Conséquences cliniques des cloisons utérines
Dans sa métaanalyse publiée en 2011, Chan et coll. retrouvent un risque de fausse couche du premier trimestre (RR 2,89 [2,02-4,14] p < 0,00001), d’accouchement prématuré (RR 2,14 [1,48-3,11] p < 0,00001) et de malposition fœtale (RR 6,24 [4,05-9,62] p < 0,00001) plus élevé chez les patientes porteuses d’un utérus cloisonné, que la cloison soit partielle ou totale, avec des taux de grossesse comparables(6).
Plus récemment, Novanta et coll. ont publié une métaanalyse étudiant l’impact des cloisons en population infertile ou avec antécédent de fausse couche à répétition. Les patientes présentant un utérus cloisonné avaient un fort surrisque de fausse couche spontanée (OR 4,29 ; IC 95% : 2,90−6,36 ; p < 0,0001) et d’accouchement prématuré (OR 2,56 ; IC 95%: 1,52−4,31 ; p = 0,0004) par rapport aux patientes-témoins(7). Les taux de grossesse (OR 0,45, 95% IC 0,27−0,76 ; p < 0,0001) et de naissance vivante (OR 0,21 ; IC : 95% ; 0,12−0,39 ; p < 0,0001) étaient plus faibles chez les patientes porteuses d’un utérus cloisonné que chez les patientes-témoins.

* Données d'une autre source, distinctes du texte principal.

use chrono::NaiveDateTime;
use serde::{Deserialize, Serialize};

#[derive(Debug, Clone, Serialize, Deserialize)]
#[serde(rename_all = "camelCase")]
pub struct Booking {
    pub id: String,
    pub service_id: String,
    pub client_name: Option<String>,
    pub client_phone: Option<String>,
    pub starts_at: NaiveDateTime,
    pub ends_at: NaiveDateTime,
    pub status: BookingStatus,
    pub notes: Option<String>,
    pub source: BookingSource,
    pub created_at: NaiveDateTime,
    pub updated_at: NaiveDateTime,
}

impl Booking {
    /// Half-open `[starts_at, ends_at)` overlap; touching intervals do not overlap.
    pub fn overlaps(&self, start: NaiveDateTime, end: NaiveDateTime) -> bool {
        start < self.ends_at && end > self.starts_at
    }
}

#[derive(Debug, Clone, Copy, Serialize, Deserialize, PartialEq, Eq)]
#[serde(rename_all = "lowercase")]
pub enum BookingStatus {
    Pending,
    Confirmed,
    Completed,
    Cancelled,
}

impl BookingStatus {
    pub fn as_str(&self) -> &'static str {
        match self {
            BookingStatus::Pending => "pending",
            BookingStatus::Confirmed => "confirmed",
            BookingStatus::Completed => "completed",
            BookingStatus::Cancelled => "cancelled",
        }
    }

    pub fn parse(s: &str) -> Option<Self> {
        match s {
            "pending" => Some(BookingStatus::Pending),
            "confirmed" => Some(BookingStatus::Confirmed),
            "completed" => Some(BookingStatus::Completed),
            "cancelled" => Some(BookingStatus::Cancelled),
            _ => None,
        }
    }

    /// Only confirmed bookings reserve their interval.
    pub fn blocks_availability(&self) -> bool {
        matches!(self, BookingStatus::Confirmed)
    }
}

#[derive(Debug, Clone, Copy, Serialize, Deserialize, PartialEq, Eq)]
#[serde(rename_all = "lowercase")]
pub enum BookingSource {
    Web,
    Admin,
    Internal,
}

impl BookingSource {
    pub fn as_str(&self) -> &'static str {
        match self {
            BookingSource::Web => "web",
            BookingSource::Admin => "admin",
            BookingSource::Internal => "internal",
        }
    }

    pub fn parse(s: &str) -> Self {
        match s {
            "admin" => BookingSource::Admin,
            "internal" => BookingSource::Internal,
            _ => BookingSource::Web,
        }
    }
}

#[cfg(test)]
mod tests {
    use super::*;

    #[test]
    fn test_status_round_trips_through_str() {
        for status in [
            BookingStatus::Pending,
            BookingStatus::Confirmed,
            BookingStatus::Completed,
            BookingStatus::Cancelled,
        ] {
            assert_eq!(BookingStatus::parse(status.as_str()), Some(status));
        }
        assert_eq!(BookingStatus::parse("unknown"), None);
    }

    #[test]
    fn test_only_confirmed_blocks() {
        assert!(BookingStatus::Confirmed.blocks_availability());
        assert!(!BookingStatus::Pending.blocks_availability());
        assert!(!BookingStatus::Completed.blocks_availability());
        assert!(!BookingStatus::Cancelled.blocks_availability());
    }
}
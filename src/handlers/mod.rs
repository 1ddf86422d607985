pub mod admin;
pub mod availability;
pub mod bookings;
pub mod calendar;
pub mod health;
pub mod services;

use std::sync::Arc;

use axum::routing::{delete, get, post, put};
use axum::Router;

use crate::state::AppState;

pub fn router(state: Arc<AppState>) -> Router {
    Router::new()
        .route("/health", get(health::health))
        .route("/services", get(services::list_services))
        .route("/availability", get(availability::get_availability))
        .route(
            "/availability/month",
            get(availability::get_month_availability),
        )
        .route("/bookings", post(bookings::create_booking))
        .route(
            "/calendar/:booking_id",
            get(calendar::download_ics),
        )
        .route("/api/admin/bookings", get(admin::get_bookings))
        .route(
            "/api/admin/bookings/:id/status",
            post(admin::update_booking_status),
        )
        .route("/api/admin/services", put(admin::upsert_service))
        .route("/api/admin/overrides", get(admin::get_overrides))
        .route("/api/admin/overrides", put(admin::upsert_override))
        .route(
            "/api/admin/overrides/:date",
            delete(admin::delete_override),
        )
        .route("/api/admin/opening-hours", get(admin::get_opening_hours))
        .route(
            "/api/admin/opening-hours/:weekday",
            put(admin::upsert_opening_hours),
        )
        .with_state(state)
}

Enfin, l’étude chinoise rétrospective de Qiu incluant 411 patientes présentant une anomalie utérine congénitale et 14 936 patientes- témoins prises en charge par transfert d’embryon congelé obtenu par FIV/ICSI a mis en évidence un surrisque de fausse couche précoce chez les patients présentant un utérus cloisonné (OR 2,05 ; IC : 95 % ; 1,18-3,58; P = 0,010) et un taux de naissance vivante plus faible (OR 0,57 ; IC : 95 % ; 0,41-0,79 ; p = 0,001) mais pas de différence des taux d’implantation embryonnaire et des taux de grossesse(8). En revanche, il n’avait pas été mis en évidence plus de complications obstétricales chez les patientes présentant un utérus cloisonné après FIV. De même, on ne retrouve pas de différence entre les patientes présentant une cloison complète ou une cloison partielle(6,7).
Les données de la littérature s'accordent pour mettre en évidence un risque de fausse couche plus élevé chez les patientes porteuses d'un utérus cloisonné, en particulier en cas d'infertilité.
Le traitement chirurgical des cloisons utérines a pour objectif principal de diminuer le risque de fausse couche. Il est à discuter chez les patientes infertiles ou en cas de fausse couche à répétition(7,8).